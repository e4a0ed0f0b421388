//! Monotonic time source.
//!
//! Recording and replay read time through the [`Clock`] trait so the timing
//! logic can run against [`crate::testing::ManualClock`] in tests instead of
//! real sleeps.

use std::fmt::Debug;
use std::sync::Arc;
use std::time::{Duration, Instant};

/// A monotonic clock that can also block the current thread.
pub trait Clock: Debug + Send + Sync {
    /// Time elapsed since an arbitrary fixed point. Never decreases.
    fn now(&self) -> Duration;

    /// Block the current thread for roughly `duration`.
    fn sleep(&self, duration: Duration);

    /// Called on every iteration of a busy-wait loop.
    fn spin(&self) {
        std::hint::spin_loop();
    }
}

/// Shared handle to a clock.
pub type SharedClock = Arc<dyn Clock>;

/// Clock backed by [`Instant`] and [`std::thread::sleep`].
#[derive(Debug, Clone, Copy)]
pub struct MonotonicClock {
    epoch: Instant,
}

impl MonotonicClock {
    pub fn new() -> Self {
        Self {
            epoch: Instant::now(),
        }
    }

    /// A shared handle to a fresh monotonic clock.
    pub fn shared() -> SharedClock {
        Arc::new(Self::new())
    }
}

impl Default for MonotonicClock {
    fn default() -> Self {
        Self::new()
    }
}

impl Clock for MonotonicClock {
    fn now(&self) -> Duration {
        self.epoch.elapsed()
    }

    fn sleep(&self, duration: Duration) {
        std::thread::sleep(duration);
    }
}

#[cfg(test)]
mod tests {
    use super::*;

    #[test]
    fn test_monotonic_clock_advances() {
        let clock = MonotonicClock::new();
        let before = clock.now();
        clock.sleep(Duration::from_millis(2));
        assert!(clock.now() >= before + Duration::from_millis(2));
    }
}
use std::time::Duration;

use cadence_recorder::{Error, Event, EventSequence, Point, ScrollDelta};
use proptest::prelude::*;

fn delay() -> impl Strategy<Value = Duration> {
    // Up to an hour, at nanosecond resolution.
    (0u64..3_600_000_000_000).prop_map(Duration::from_nanos)
}

fn point() -> impl Strategy<Value = Point> {
    (-10_000i32..10_000, -10_000i32..10_000).prop_map(|(x, y)| Point::new(x, y))
}

fn input() -> impl Strategy<Value = String> {
    prop_oneof![
        Just("Button.left".to_string()),
        Just("Key.shift".to_string()),
        Just("Key.f8".to_string()),
        "[a-z0-9]".prop_map(|c| format!("'{c}'")),
    ]
}

fn event() -> impl Strategy<Value = Event> {
    prop_oneof![
        (point(), delay()).prop_map(|(p, d)| Event::pointer_move(p, d)),
        (input(), point(), delay()).prop_map(|(b, p, d)| Event::button_press(b, p, d)),
        (input(), point(), delay()).prop_map(|(b, p, d)| Event::button_release(b, p, d)),
        (point(), -20i32..20, -20i32..20, delay())
            .prop_map(|(p, dx, dy, d)| Event::scroll(p, ScrollDelta::new(dx, dy), d)),
        (input(), delay()).prop_map(|(k, d)| Event::key_press(k, d)),
        (input(), delay()).prop_map(|(k, d)| Event::key_release(k, d)),
    ]
}

proptest! {
    #[test]
    fn json_round_trip_is_lossless(events in prop::collection::vec(event(), 0..40)) {
        let sequence = EventSequence::from_events(events);
        let json = sequence.to_json().unwrap();
        prop_assert_eq!(EventSequence::from_json(&json).unwrap(), sequence);
    }
}

#[test]
fn file_round_trip() {
    let dir = tempfile::tempdir().unwrap();
    let path = dir.path().join("macro.json");
    let sequence = EventSequence::from_events(vec![
        Event::pointer_move(Point::new(10, 10), Duration::ZERO),
        Event::scroll(Point::new(10, 10), ScrollDelta::new(0, -3), Duration::from_millis(250)),
        Event::key_press("Key.enter", Duration::from_secs(2)),
    ]);

    sequence.save(&path).unwrap();
    assert_eq!(EventSequence::load(&path).unwrap(), sequence);
}

#[test]
fn truncated_file_is_rejected() {
    let dir = tempfile::tempdir().unwrap();
    let path = dir.path().join("broken.json");
    std::fs::write(&path, r#"[{"event_type": "key_press", "button": "'a'""#).unwrap();

    let err = EventSequence::load(&path).unwrap_err();
    assert!(matches!(err, Error::Persistence(_)));
}
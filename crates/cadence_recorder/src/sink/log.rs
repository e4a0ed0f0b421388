use super::InputBackend;
use crate::event::{InputId, Point, ScrollDelta};
use crate::Result;

/// Backend that logs every action instead of injecting it.
///
/// Used for dry runs: a sequence can be replayed with real timing and the
/// log shows exactly what would have been sent to the devices.
#[derive(Debug, Default)]
pub struct LogBackend {
    actions: u64,
}

impl LogBackend {
    pub fn new() -> Self {
        Self::default()
    }

    /// Number of actions logged so far.
    pub fn actions(&self) -> u64 {
        self.actions
    }

    fn log(&mut self, action: &str, detail: std::fmt::Arguments<'_>) -> Result<()> {
        self.actions += 1;
        tracing::info!(target: "cadence::input", "{action} {detail}");
        Ok(())
    }
}

impl InputBackend for LogBackend {
    fn move_to(&mut self, position: Point) -> Result<()> {
        self.log("move", format_args!("x={} y={}", position.x, position.y))
    }

    fn button_down(&mut self, button: &InputId) -> Result<()> {
        self.log("button_down", format_args!("{}", button.button_name()))
    }

    fn button_up(&mut self, button: &InputId) -> Result<()> {
        self.log("button_up", format_args!("{}", button.button_name()))
    }

    fn scroll(&mut self, delta: ScrollDelta) -> Result<()> {
        self.log("scroll", format_args!("dx={} dy={}", delta.dx, delta.dy))
    }

    fn key_down(&mut self, key: &InputId) -> Result<()> {
        self.log("key_down", format_args!("{}", key.key_name()))
    }

    fn key_up(&mut self, key: &InputId) -> Result<()> {
        self.log("key_up", format_args!("{}", key.key_name()))
    }
}
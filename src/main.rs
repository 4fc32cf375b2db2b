//! # cinema-db - shared database bootstrap for the cinema backend
//!
//! ## Environment Variables
//!
//! - `DATABASE_URL` or `MONGODB_URL`: MongoDB connection string
//! - `MONGODB_SERVER_SELECTION_TIMEOUT_MS`: upper bound for the initial connect (optional)
//! - `MONGODB_APP_NAME`: application name reported to the server (optional)
//! - `RUST_LOG`: log filter, defaults to `info`

use cinema_db::{build_rocket, cli, config::ConnectionConfig, db::global, telemetry};

/// Starts the server. The database connection is attempted in the background, so the
/// server comes up whether or not the database is reachable.
///
/// If command-line arguments are provided, handles the CLI command instead.
#[rocket::main]
async fn main() -> Result<(), Box<dyn std::error::Error>> {
    telemetry::init();

    if std::env::args().len() > 1 {
        return cli::handle_cli().await;
    }

    let config = ConnectionConfig::from_env()?;
    let db = global::init(config);

    build_rocket(db.clone()).launch().await?;

    Ok(())
}
use std::time::Duration;

use cinema_db::config::ConnectionConfig;
use cinema_db::db::{ConnectionHandle, global};

// Kept as a single test: the handle is process-wide and tests in one binary share it.
#[tokio::test]
async fn test_global_handle_is_a_singleton() {
    assert!(global::handle().is_none());

    let first = global::init(
        ConnectionConfig::new("mongodb://127.0.0.1:1/cinema")
            .unwrap()
            .with_server_selection_timeout(Duration::from_millis(200)),
    );
    let second = global::init(ConnectionConfig::new("mongodb://elsewhere:27017/other").unwrap());

    assert!(std::ptr::eq(first, second));
    assert_eq!(second.endpoint(), "mongodb://127.0.0.1:1/cinema");

    let looked_up = global::handle().unwrap();
    assert!(std::ptr::eq(first, looked_up));
    assert!(ConnectionHandle::ptr_eq(first, &looked_up.clone()));
}
use std::time::Duration;

use clap::{Arg, ArgMatches, Command, value_parser};

use crate::config::ConnectionConfig;
use crate::db::global;

pub fn cli() -> Command {
    Command::new("cinema-db").subcommand(
        Command::new("probe")
            .about("Attempt the database connection once and report the result")
            .arg(
                Arg::new("wait-ms")
                    .long("wait-ms")
                    .help("How long to wait for the attempt to finish")
                    .value_name("MS")
                    .value_parser(value_parser!(u64))
                    .default_value("5000"),
            ),
    )
}

pub async fn handle_cli() -> Result<(), Box<dyn std::error::Error>> {
    run(cli().get_matches()).await
}

pub async fn run(matches: ArgMatches) -> Result<(), Box<dyn std::error::Error>> {
    match matches.subcommand() {
        Some(("probe", sub_matches)) => {
            let wait = sub_matches
                .get_one::<u64>("wait-ms")
                .copied()
                .map(Duration::from_millis)
                .unwrap_or(Duration::from_secs(5));

            let handle = global::init(ConnectionConfig::from_env()?);

            let state = match tokio::time::timeout(wait, handle.wait_settled()).await {
                Ok(state) => state,
                Err(_) => handle.state(),
            };

            // A failed connection is reported, not turned into an exit status.
            println!("Endpoint: {}", handle.redacted_endpoint());
            println!("State: {}", state);
        }
        _ => {
            cli().print_help()?;
        }
    }

    Ok(())
}

#[cfg(test)]
mod tests {
    use super::*;

    #[test]
    fn test_probe_default_wait() {
        let matches = cli().try_get_matches_from(["cinema-db", "probe"]).unwrap();
        let (name, sub) = matches.subcommand().unwrap();
        assert_eq!(name, "probe");
        assert_eq!(sub.get_one::<u64>("wait-ms"), Some(&5000));
    }

    #[test]
    fn test_probe_custom_wait() {
        let matches = cli()
            .try_get_matches_from(["cinema-db", "probe", "--wait-ms", "250"])
            .unwrap();
        let (_, sub) = matches.subcommand().unwrap();
        assert_eq!(sub.get_one::<u64>("wait-ms"), Some(&250));
    }

    #[test]
    fn test_probe_rejects_non_numeric_wait() {
        assert!(
            cli()
                .try_get_matches_from(["cinema-db", "probe", "--wait-ms", "later"])
                .is_err()
        );
    }
}
//! # cinema-db
//!
//! Bootstraps the single MongoDB connection shared by the cinema backend and exposes
//! its state over a small Rocket health endpoint.

use rocket::{Build, Rocket, catchers, routes};

use crate::db::ConnectionHandle;

pub mod cli;
pub mod config;
pub mod db;
pub mod errors;
pub mod handlers;
pub mod state;
pub mod telemetry;

/// Builds the Rocket instance around an already-initialized connection handle.
pub fn build_rocket(db: ConnectionHandle) -> Rocket<Build> {
    rocket::build()
        .manage(db)
        .register("/", catchers![handlers::catch404, handlers::catch500])
        .mount("/", routes![handlers::index])
        .mount("/", handlers::misc::routes())
}
use thiserror::Error;

use crate::state::ConnectionState;

#[derive(Error, Debug)]
pub enum ConfigError {
    #[error("Database URI must not be empty")]
    EmptyUri,
    #[error("Invalid server selection timeout: {value:?}")]
    InvalidTimeout { value: String },
}

#[derive(Error, Debug)]
pub enum DbError {
    #[error("Database connection is not ready (state: {0})")]
    NotReady(ConnectionState),
    #[error("Database URI does not name a database")]
    NoDefaultDatabase,
    #[error("Invalid connection state transition from {from} to {to}")]
    InvalidTransition {
        from: &'static str,
        to: &'static str,
    },
    #[error("Driver error: {0}")]
    Driver(#[from] mongodb::error::Error),
}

════════════════════

— WHAT TO PRODUCE —
Copy out every line of the records that the string "real" appears in.

— REPLY TO THE EXERCISE —
//! real sleeps.
/// Used for dry runs: a sequence can be replayed with real timing and the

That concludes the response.